Additional packages rational

  • ImageMagick is recommended.
  • Gui install and mediawikiwiki:Manual:Cache recomend the apc package.
  • Clamav for virus scanning of uploads is mentioned in the mediawiki manual. However, wikipedia doesn't seem to do it, so it doesn't seem like it's worth bothering. It also makes uploading a set of images take twice as long on broadband.

Install Mediawiki

Here, we mediawikiwiki:Download_from_Git, or reset our installation if it is already there, and create the wiki database. mediawikiwiki:Manual:Installing_MediaWiki

mkdir -p $mw
cd $mw
# this will just fail if it already exists which is fine
if [[ ! -e .git ]]; then
    git clone https://gerrit.wikimedia.org/r/p/mediawiki/core.git .
fi
# to see available branches: https://www.mediawiki.org/wiki/Version_lifecycle
# and
# git branch -r
git checkout -f origin/$mw_branch
git clean -ffxd
# apply librejs patch
curl "https://iankelling.org/git/?p=mediawiki-librejs-patch;a=blob_plain;f=mediawiki-1.28-librejs.patch;hb=HEAD" | patch -r - -N -p1
# Get the php libraries wmf uses. Based on:
# https://www.mediawiki.org/wiki/Download_from_Git#Fetch_external_libraries
if [[ ! -e vendor/.git ]]; then
    git clone  https://gerrit.wikimedia.org/r/p/mediawiki/vendor.git
fi
cd vendor
git checkout -f origin/$mw_branch
cd ..

# Drop any previous database which may have been installed while testing.
# If upgrading, we should have a db backup which will get restored.
# https://www.mediawiki.org/wiki/Manual:Upgrading
mysql -u root -p$dbpass <<'EOF' ||:
drop database my_wiki;
exit
EOF
php $mw/maintenance/install.php --pass $wikipass --scriptpath /w \
    --dbuser root --dbpass $dbpass "$mwdescription" "$wikiuser"
teeu $mwc <<'EOF'
# lock down the wiki to only the initial owner until anti-spam measures are put in place
# limit edits to registered users
$wgGroupPermissions['*']['edit'] = false;
# don't allow any account creation
$wgGroupPermissions['*']['createaccount'] = false;
EOF


Note: When testing, you may need to clear the apc cache to see changes take effect in the browser. Simplest solution is just restart apache. http://stackoverflow.com/questions/911158/how-to-clear-apc-cache-entries

Skippable Notes

If we wanted to reset our installation, but leave the extension repositories alone, alter the command above to be git clean -fxd

Rational for choosing git sources

Upstream vs distro packages. Upstream is responsive, and it's distributed within a single directory, so packaging does not integrate with the distro's filesystem. The only potential value would be less bugs by using stable versions, but we choose not to make that tradeoff.

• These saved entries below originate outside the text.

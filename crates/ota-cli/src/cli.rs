use std::path::PathBuf;

use clap::{ArgAction, Args, Parser, Subcommand};
use url::Url;

pub const OTA_BEFORE_HELP: &str = concat!(
    "ota ",
    env!("CARGO_PKG_VERSION"),
    " – over-the-air update store\n\n",
    "  launch           Resolve the update to run and print its files.\n",
    "  check            Ask the update server whether a newer update exists.\n",
    "  fetch            Download the newest update into the store.\n",
    "  status           List catalogued updates.\n",
    "  gc               Remove updates superseded by the launched one.\n",
);

#[derive(Parser, Debug)]
#[command(
    name = "ota",
    author,
    version,
    disable_help_subcommand = true,
    before_help = OTA_BEFORE_HELP
)]
#[allow(clippy::struct_excessive_bools)]
pub struct OtaCli {
    #[arg(long, value_name = "DIR", global = true, help = "Store directory [env: OTA_ROOT]")]
    pub root: Option<PathBuf>,
    #[arg(
        long,
        value_name = "VERSION",
        global = true,
        help = "Build token of the running binary [env: OTA_BINARY_VERSION]"
    )]
    pub binary_version: Option<String>,
    #[arg(
        long,
        value_name = "URL",
        global = true,
        help = "Remote manifest endpoint [env: OTA_MANIFEST_URL]"
    )]
    pub manifest_url: Option<Url>,
    #[arg(
        long,
        value_name = "DIR",
        global = true,
        help = "Directory holding the embedded app.manifest.json [env: OTA_EMBEDDED_DIR]"
    )]
    pub embedded_dir: Option<PathBuf>,
    #[arg(long, global = true, help = "Never contact the update server (same as OTA_ONLINE=0)")]
    pub offline: bool,
    #[arg(long, global = true, help = "Do not relaunch when a newer update is adopted (same as OTA_RELOAD_ON_UPDATE=0)")]
    pub no_reload: bool,
    #[arg(
        long,
        value_name = "N",
        global = true,
        help = "Concurrent asset downloads [env: OTA_DOWNLOAD_PARALLELISM]"
    )]
    pub parallelism: Option<usize>,
    #[arg(short, long, action = ArgAction::Count, global = true, help = "Increase logging (-vv reaches trace)")]
    pub verbose: u8,
    #[arg(long, global = true, help = "Force trace logging")]
    pub trace: bool,
    #[arg(long, global = true, help = "Emit {status,message,details} JSON envelopes")]
    pub json: bool,
    #[command(subcommand)]
    pub command: CommandGroupCli,
}

#[derive(Subcommand, Debug)]
pub enum CommandGroupCli {
    #[command(about = "Resolve the update to run and print its launch asset and asset map.")]
    Launch(LaunchArgs),
    #[command(about = "Check the update server for an update newer than the launched one.")]
    Check,
    #[command(about = "Download the newest compatible update into the store.")]
    Fetch,
    #[command(about = "List catalogued updates with their status.")]
    Status,
    #[command(about = "Remove updates and files the launched update no longer needs.")]
    Gc,
}

#[derive(Args, Debug)]
pub struct LaunchArgs {
    #[arg(long, help = "Skip the background update check")]
    pub no_check: bool,
}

Why use git over zip file releases? Mediawiki supports git usage through release branches which get post-release fixes. This means we can auto-update, get more granular fixes, easier to manage updates, and rollbacks.

Configure Apache

Note, non-debian based installs: modify instructions below to use /etc/httpd/conf.d/$mwdomain.conf, and don't run a2ensite.

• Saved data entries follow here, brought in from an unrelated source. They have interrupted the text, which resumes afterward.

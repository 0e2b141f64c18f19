use std::{io, path::PathBuf};

use ota_domain::ManifestError;

pub mod codes {
    pub const NETWORK: &str = "OTA100";
    pub const MANIFEST_PARSE: &str = "OTA110";
    pub const HASH_MISMATCH: &str = "OTA120";
    pub const DUPLICATE_ID: &str = "OTA200";
    pub const INCOMPLETE_ASSETS: &str = "OTA201";
    pub const UNKNOWN_ENTRY: &str = "OTA202";
    pub const ASSET_CONFLICT: &str = "OTA203";
    pub const STORE_UNAVAILABLE: &str = "OTA300";
    pub const SCHEMA_INCOMPATIBLE: &str = "OTA301";
    pub const STORE_QUERY: &str = "OTA302";
    pub const FILESYSTEM: &str = "OTA303";
    pub const NO_LAUNCHABLE_UPDATE: &str = "OTA400";
    pub const CONTROLLER_STATE: &str = "OTA410";
}

/// Errors surfaced by the update store, loaders, launcher, and controller.
#[derive(Debug, thiserror::Error)]
pub enum UpdatesError {
    #[error("[OTA100] request to {url} failed: {reason}")]
    Network { url: String, reason: String },
    #[error("[OTA110] manifest rejected: {0}")]
    ManifestParse(#[from] ManifestError),
    #[error("[OTA120] asset {key} {hash_type} mismatch (expected {expected}, found {actual})")]
    HashMismatch {
        key: String,
        hash_type: &'static str,
        expected: String,
        actual: String,
    },
    #[error("[OTA200] update {0} is already recorded")]
    DuplicateId(String),
    #[error(
        "[OTA201] update {update_id} is incomplete ({launch_assets} launch assets; missing: {})",
        .missing.join(", ")
    )]
    IncompleteAssets {
        update_id: String,
        missing: Vec<String>,
        launch_assets: usize,
    },
    #[error("[OTA202] update {0} is not in the catalog")]
    UnknownUpdate(String),
    #[error("[OTA202] asset {key} ({hash_type}) is not in the catalog")]
    UnknownAsset { key: String, hash_type: &'static str },
    #[error("[OTA203] asset {key} ({hash_type}) is recorded with digest {existing}, refusing {incoming}")]
    AssetConflict {
        key: String,
        hash_type: &'static str,
        existing: String,
        incoming: String,
    },
    #[error("[OTA300] update store at {path} is unavailable: {reason}")]
    StoreUnavailable { path: PathBuf, reason: String },
    #[error("[OTA301] update store schema incompatible for {key}: expected {expected}, found {found}")]
    IncompatibleSchema {
        key: String,
        expected: String,
        found: String,
    },
    #[error("[OTA302] update store query failed: {0}")]
    Database(#[from] rusqlite::Error),
    #[error("[OTA303] filesystem operation on {path} failed: {source}")]
    Io {
        path: PathBuf,
        #[source]
        source: io::Error,
    },
    #[error("[OTA400] no launchable update: {0}")]
    NoLaunchableUpdate(String),
    #[error("[OTA410] controller cannot {0}")]
    InvalidState(&'static str),
}

impl UpdatesError {
    pub(crate) fn io(path: impl Into<PathBuf>, source: io::Error) -> Self {
        Self::Io {
            path: path.into(),
            source,
        }
    }

    pub(crate) fn network(url: impl Into<String>, err: &anyhow::Error) -> Self {
        Self::Network {
            url: url.into(),
            reason: format!("{err:#}"),
        }
    }

    #[must_use]
    pub fn code(&self) -> &'static str {
        match self {
            Self::Network { .. } => codes::NETWORK,
            Self::ManifestParse(_) => codes::MANIFEST_PARSE,
            Self::HashMismatch { .. } => codes::HASH_MISMATCH,
            Self::DuplicateId(_) => codes::DUPLICATE_ID,
            Self::IncompleteAssets { .. } => codes::INCOMPLETE_ASSETS,
            Self::UnknownUpdate(_) | Self::UnknownAsset { .. } => codes::UNKNOWN_ENTRY,
            Self::AssetConflict { .. } => codes::ASSET_CONFLICT,
            Self::StoreUnavailable { .. } => codes::STORE_UNAVAILABLE,
            Self::IncompatibleSchema { .. } => codes::SCHEMA_INCOMPATIBLE,
            Self::Database(_) => codes::STORE_QUERY,
            Self::Io { .. } => codes::FILESYSTEM,
            Self::NoLaunchableUpdate(_) => codes::NO_LAUNCHABLE_UPDATE,
            Self::InvalidState(_) => codes::CONTROLLER_STATE,
        }
    }

    /// Coarse area used when reporting the error to the host.
    #[must_use]
    pub fn domain(&self) -> &'static str {
        match self {
            Self::Network { .. } => "network",
            Self::ManifestParse(_) => "manifest",
            Self::HashMismatch { .. } => "integrity",
            Self::DuplicateId(_)
            | Self::IncompleteAssets { .. }
            | Self::UnknownUpdate(_)
            | Self::UnknownAsset { .. }
            | Self::AssetConflict { .. } => "catalog",
            Self::StoreUnavailable { .. }
            | Self::IncompatibleSchema { .. }
            | Self::Database(_)
            | Self::Io { .. } => "store",
            Self::NoLaunchableUpdate(_) => "launch",
            Self::InvalidState(_) => "controller",
        }
    }

    #[must_use]
    pub fn is_retryable(&self) -> bool {
        matches!(self, Self::Network { .. })
    }
}

pub type Result<T, E = UpdatesError> = std::result::Result<T, E>;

I use scripts I maintains separately to setup Let's Encrypt certificates and apache config: (url pending).

If you are doing a test setup on your local machine, you can make your domain resolve to your local test installation, then remove it later when you are done. Note, you will need non-local site to get Let's Encrypt certificates, and then transfer them locally, or disable ssl from the apache config (neither is covered here) and replace all instances of https in these instructions with http. Another option is to get a cheap 2 dollar domain for your test site.

Not for production:

teeu /etc/hosts<<<"127.0.0.1 $mwdomain"

To not use my scripts, and still use Let's Encrypt: follow this doc page: https://letsencrypt.org/getting-started/. It's a little long winded, so I would boil it down to this:

Optional & requires additional steps:

git clone https://github.com/certbot/certbot
cd certbot
./certbot-auto apache
cd /etc/apache/sites-available
mv 000-default-le-ssl.conf $mwdomain.conf
rm ../sites-enabled/000-default-le-ssl.conf
# edit $mwdomain.conf, so documentroot is /var/www/$mwdomain/html
# and ServerName is $mwdomain
a2ensite $mwdomain.conf

Then, copy the input to apache-site below and insert it into the apache config.

Here, we use some scripts automate setting up the Let 's Encrypt cert and the apache config.

temp=$(mktemp -d)
cd $temp
git_site=https://iankelling.org/git
git clone $git_site/acme-tiny-wrapper
l=$mw/../../logs
mkdir -p $l

acme-tiny-wrapper/acme-tiny-wrapper -t $mwdomain

git clone $git_site/basic-https-conf
{ cat <<EOF
ServerAdmin $mw_email
RewriteEngine On
# make the site's root url go to our main page
RewriteRule ^/?wiki(/.*)?\$ %{DOCUMENT_ROOT}/w/index.php [L]
# use short urls https://www.mediawiki.org/wiki/Manual:Short_URL
RewriteRule ^/*\$ %{DOCUMENT_ROOT}/w/index.php [L]
EOF
find -L $(readlink -f $mw) -name .htaccess \
    | while read line; do
    echo -e "<Directory ${line%/.htaccess}>\n $(< $line)\n</Directory>";
done
} | basic-https-conf/apache-site -r ${mw%/*} - $mwdomain
cd
rm -rf $temp

Now mediawiki should load in your browser at $mwdomain .

Allow proper search bots and internet archiver bots, via Mediawiki:Robots.txt, and install the default skin.

dd of=$mw/../robots.txt <<'EOF'
        User-agent: *
Disallow: /w/
        User-agent: ia_archiver
Allow: /*&action=raw
EOF
mw-skin Vector

Skippable Notes

This section assumes we are redirecting www to a url without www.

Apache recommends moving .htaccess rules into it's config for performance. So we look for .htaccess files from mediawiki and copy their contents into this config. In modern apache versions, we would have to explicitly set options like AllowOverride to allow .htaccess files to take effect.

Mediawiki Settings

Overall reference: mediawikiwiki:Manual:Configuration_settings.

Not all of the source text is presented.